OHAM expanded through interviews conducted by Perlis, Van Cleve and others, as well as by acquisitions of recordings from scholars, radio producers, and concert presenters. Its largest component today is the Major Figures in American Music series, which primarily documents classical composers at varying stages in their careers. OHAM also holds five series of extensive interviews centered around specific persons and topics.

Grants to preserve and digitize OHAM's recordings have come from the Grammy Foundation, Gladys Krieble Delmas Foundation, the National Endowment for the Humanities, and the Save America's Treasures initiative. In 2009, the Aaron Copland Fund for Music donated $500,000 to establish an endowment fund for the organization.

In January 2019, OHAM announced a new research guide entitled An African American Studies Critical Guide to Oral History of American Music. This guide was created by Clara Wilson-Hawkins. It highlights the voices of people of color represented in OHAM's oral histories, with a focus on African American figures and music, as well as those whose work has been influenced by and/or shaped African American music from the early twentieth century through today.

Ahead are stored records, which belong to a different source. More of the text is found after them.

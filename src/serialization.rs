use crate::ast::{Property, PropertyValue, Rule, SelectorClause};
use serde::ser::{SerializeMap, SerializeSeq};
use serde::{Serialize, Serializer};

/// A JSON-shaped value. Objects keep their keys in insertion order, so
/// selectors and properties come out in file order.
#[derive(Debug, Clone, PartialEq)]
pub enum Value {
    String(String),
    Number(serde_json::Number),
    Boolean(bool),
    Array(Vec<Value>),
    Object(Vec<(String, Value)>),
}

impl Serialize for Value {
    fn serialize<S>(&self, serializer: S) -> Result<S::Ok, S::Error>
    where
        S: Serializer,
    {
        match self {
            Value::String(s) => serializer.serialize_str(s),
            Value::Number(n) => n.serialize(serializer),
            Value::Boolean(b) => serializer.serialize_bool(*b),
            Value::Array(items) => {
                let mut seq = serializer.serialize_seq(Some(items.len()))?;
                for item in items {
                    seq.serialize_element(item)?;
                }
                seq.end()
            }
            Value::Object(entries) => {
                let mut map = serializer.serialize_map(Some(entries.len()))?;
                for (key, value) in entries {
                    map.serialize_entry(key, value)?;
                }
                map.end()
            }
        }
    }
}

/// `{ "if": { <selector>: { "position": N, ... } }, "then": { ... } }`
///
/// The `then` key is left out entirely when the rule has no `then` block.
pub(crate) fn rule_to_value(rule: &Rule) -> Value {
    let selectors = rule
        .condition
        .clauses
        .iter()
        .map(|clause| (clause.selector.name.clone(), clause_to_value(clause)))
        .collect();

    let mut entries = vec![("if".to_string(), Value::Object(selectors))];
    if let Some(consequence) = &rule.consequence {
        entries.push((
            "then".to_string(),
            properties_to_value(Vec::new(), &consequence.properties),
        ));
    }
    Value::Object(entries)
}

fn clause_to_value(clause: &SelectorClause) -> Value {
    let position = (
        "position".to_string(),
        Value::Number(clause.selector.position().into()),
    );
    properties_to_value(vec![position], &clause.properties)
}

fn properties_to_value(mut entries: Vec<(String, Value)>, properties: &[Property]) -> Value {
    entries.extend(
        properties
            .iter()
            .map(|p| (p.name.clone(), property_value(&p.value))),
    );
    Value::Object(entries)
}

fn property_value(value: &PropertyValue) -> Value {
    match value {
        PropertyValue::Boolean(positive, text) => Value::Array(vec![
            Value::Boolean(*positive),
            Value::String(text.clone()),
        ]),
        PropertyValue::Raw(text) => raw_value(text),
    }
}

/// `becomes` values are numbers when they read as a JSON number literal and
/// strings otherwise. Numbers keep their exact source text, so `1e999` or a
/// 30-digit integer come out the way they were written.
pub(crate) fn raw_value(text: &str) -> Value {
    if is_json_number(text) {
        if let Ok(number) = text.parse::<serde_json::Number>() {
            return Value::Number(number);
        }
    }
    Value::String(text.to_string())
}

/// `-? (0 | [1-9][0-9]*) (. [0-9]+)? ([eE] [+-]? [0-9]+)?`
fn is_json_number(text: &str) -> bool {
    let bytes = text.as_bytes();
    let mut i = 0;
    let digits = |i: &mut usize| {
        let start = *i;
        while *i < bytes.len() && bytes[*i].is_ascii_digit() {
            *i += 1;
        }
        *i - start
    };

    if bytes.first() == Some(&b'-') {
        i += 1;
    }
    match bytes.get(i) {
        Some(b'0') => i += 1,
        Some(b'1'..=b'9') => {
            digits(&mut i);
        }
        _ => return false,
    }
    if bytes.get(i) == Some(&b'.') {
        i += 1;
        if digits(&mut i) == 0 {
            return false;
        }
    }
    if matches!(bytes.get(i), Some(b'e' | b'E')) {
        i += 1;
        if matches!(bytes.get(i), Some(b'+' | b'-')) {
            i += 1;
        }
        if digits(&mut i) == 0 {
            return false;
        }
    }
    i == bytes.len()
}

/// The same tree as a YAML document.
///
/// YAML has no arbitrary-precision numbers. A number stays a YAML int or
/// float when that represents the written value exactly, and becomes a
/// string holding the original text otherwise.
pub(crate) fn yaml_value(value: &Value) -> serde_yaml::Value {
    match value {
        Value::String(s) => serde_yaml::Value::String(s.clone()),
        Value::Number(n) => yaml_number(n),
        Value::Boolean(b) => serde_yaml::Value::Bool(*b),
        Value::Array(items) => serde_yaml::Value::Sequence(items.iter().map(yaml_value).collect()),
        Value::Object(entries) => serde_yaml::Value::Mapping(
            entries
                .iter()
                .map(|(key, value)| (serde_yaml::Value::String(key.clone()), yaml_value(value)))
                .collect(),
        ),
    }
}

fn yaml_number(number: &serde_json::Number) -> serde_yaml::Value {
    let text = number.to_string();
    if let Some(n) = number.as_u64().filter(|n| n.to_string() == text) {
        return serde_yaml::Value::Number(n.into());
    }
    if let Some(n) = number.as_i64().filter(|n| n.to_string() == text) {
        return serde_yaml::Value::Number(n.into());
    }
    if let Some(f) = number.as_f64().filter(|f| f.is_finite()) {
        let digits = decimal_digits(&text);
        if digits.is_some() && digits == decimal_digits(&format!("{f:e}")) {
            return serde_yaml::Value::Number(f.into());
        }
    }
    serde_yaml::Value::String(text)
}

/// Sign, significant digits and decimal point position of a number literal,
/// so that `0.75`, `0.750` and `7.5e-1` compare equal.
fn decimal_digits(text: &str) -> Option<(bool, String, i64)> {
    let (negative, rest) = match text.strip_prefix('-') {
        Some(rest) => (true, rest),
        None => (false, text),
    };
    let (mantissa, exponent) = match rest.find(['e', 'E']) {
        Some(i) => (&rest[..i], rest[i + 1..].parse::<i64>().ok()?),
        None => (rest, 0),
    };
    let (int, frac) = mantissa.split_once('.').unwrap_or((mantissa, ""));
    let digits = format!("{int}{frac}");
    let significant = digits.trim_start_matches('0');
    let leading_zeros = digits.len() - significant.len();
    let significant = significant.trim_end_matches('0');
    if significant.is_empty() {
        return Some((negative, String::new(), 0));
    }
    let point = (int.len() as i64)
        .checked_add(exponent)?
        .checked_sub(leading_zeros as i64)?;
    Some((negative, significant.to_string(), point))
}
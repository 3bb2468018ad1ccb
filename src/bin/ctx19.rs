//! Command-line driver for ctx19-core.
//!
//! Usage:
//!   ctx19 --file `<rules.ctx19>` [--output `<rules.json>`] [--from ctx19|json|yaml]
//!         [--format json|yaml|ctx19] [-v]
//!
//! Without `--output` the result is written to stdout. Logs go to stderr;
//! `RUST_LOG` overrides the level picked by `-v`.
use clap::Parser;
use ctx19_core::{convert, Format};
use miette::{IntoDiagnostic, WrapErr};
use std::fs::File;
use std::io::{self, BufReader, BufWriter, Write};
use std::path::{Path, PathBuf};
use tempfile::NamedTempFile;
use tracing::info;
use tracing_subscriber::EnvFilter;

#[derive(Parser, Debug)]
#[command(name = "ctx19", version, about = "Convert .ctx19 rule files to JSON")]
struct Cli {
    /// Rule file to convert, e.g. `rules.ctx19`
    #[arg(long, short = 'f')]
    file: PathBuf,

    /// Where to write the result. Created if missing, replaced otherwise.
    #[arg(long, short = 'o')]
    output: Option<PathBuf>,

    /// Input format: ctx19, json or yaml
    #[arg(long, default_value_t = Format::Ctx19)]
    from: Format,

    /// Output format: json, yaml or ctx19
    #[arg(long, default_value_t = Format::Json)]
    format: Format,

    /// Log to stderr; repeat for more detail
    #[arg(long, short = 'v', action = clap::ArgAction::Count)]
    verbose: u8,
}

fn init_logging(verbose: u8) {
    let filter = match verbose {
        0 => "warn",
        1 => "ctx19=info,ctx19_core=info,warn",
        2 => "ctx19=debug,ctx19_core=debug,warn",
        _ => "trace",
    };

    // Library records arrive through the `log` facade and are bridged here.
    tracing_subscriber::fmt()
        .with_writer(io::stderr)
        .with_env_filter(
            EnvFilter::try_from_default_env().unwrap_or_else(|_| EnvFilter::new(filter)),
        )
        .init();
}

fn main() -> miette::Result<()> {
    let cli = Cli::parse();
    init_logging(cli.verbose);

    let input = File::open(&cli.file)
        .into_diagnostic()
        .wrap_err_with(|| format!("cannot open {}", cli.file.display()))?;
    let input = BufReader::new(input);
    let name = cli.file.display().to_string();

    let count = match &cli.output {
        Some(path) => write_atomically(path, |out| {
            convert(input, out, &name, cli.from, cli.format)
        })?,
        None => {
            let stdout = io::stdout().lock();
            convert(input, BufWriter::new(stdout), &name, cli.from, cli.format)?
        }
    };

    info!(
        "converted {count} rule(s) from {name} ({}) to {}",
        cli.from, cli.format
    );
    Ok(())
}

/// Runs `write` against a temporary file next to `path` and moves it into
/// place only if `write` succeeds, so a failed conversion leaves no output.
fn write_atomically<T, E>(
    path: &Path,
    write: impl FnOnce(&mut BufWriter<&mut NamedTempFile>) -> Result<T, E>,
) -> miette::Result<T>
where
    E: Into<miette::Report>,
{
    let dir = match path.parent() {
        Some(parent) if !parent.as_os_str().is_empty() => parent,
        _ => Path::new("."),
    };
    let mut tmp = NamedTempFile::new_in(dir)
        .into_diagnostic()
        .wrap_err_with(|| format!("cannot create a temporary file in {}", dir.display()))?;

    let value = {
        let mut out = BufWriter::new(&mut tmp);
        let value = match write(&mut out) {
            Ok(value) => value,
            Err(err) => return Err(err.into()),
        };
        out.flush().into_diagnostic()?;
        value
    };

    tmp.persist(path)
        .into_diagnostic()
        .wrap_err_with(|| format!("cannot write {}", path.display()))?;
    Ok(value)
}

In January 2020, OHAM celebrated its 50th anniversary with a special exhibit entitled reVox. The exhibit featured multimedia compositions whose audio elements were, in part, drawn from the OHAM archives. In March of the same year, the Yale University Library launched an online exhibition, The Struggles and Triumphs of Bessie Jones, Big Mama Thornton, and Ethel Waters. The exhibition, curated by OHAM affiliate Daniella Posy, highlights major moments in Jones, Thornton, and Waters' respective careers using raw materials from OHAM's archives.

==Collections==

Oral History of American Music's collection consists primarily of audio and video interviews which are digitized and transcribed. The collection is split into six major components in addition to its acquired materials:

- Major Figures in American Music: audio and video interviews with about 1,000 composers, performers, and other significant musicians
- The Ives Project
- The Paul Hindemith Project
- The Duke Ellington Oral History
- The Steinway Project: an oral history of the Steinway & Sons company
- The Yale Student Composers Project: video interviews with graduate student composers at the Yale School of Music
- The Alone Together Series: video interviews with composers and music professionals regarding the impact of the COVID-19 pandemic.

==Access==

OHAM provides access to interview recordings and text transcripts for personal research use, teaching, and educational purposes. Free online streaming of most interview recordings is available for a limited period of 30 days. Digital copies of most transcripts are also available at no charge. Researchers can visit OHAM's access page for complete and up-to-date access information.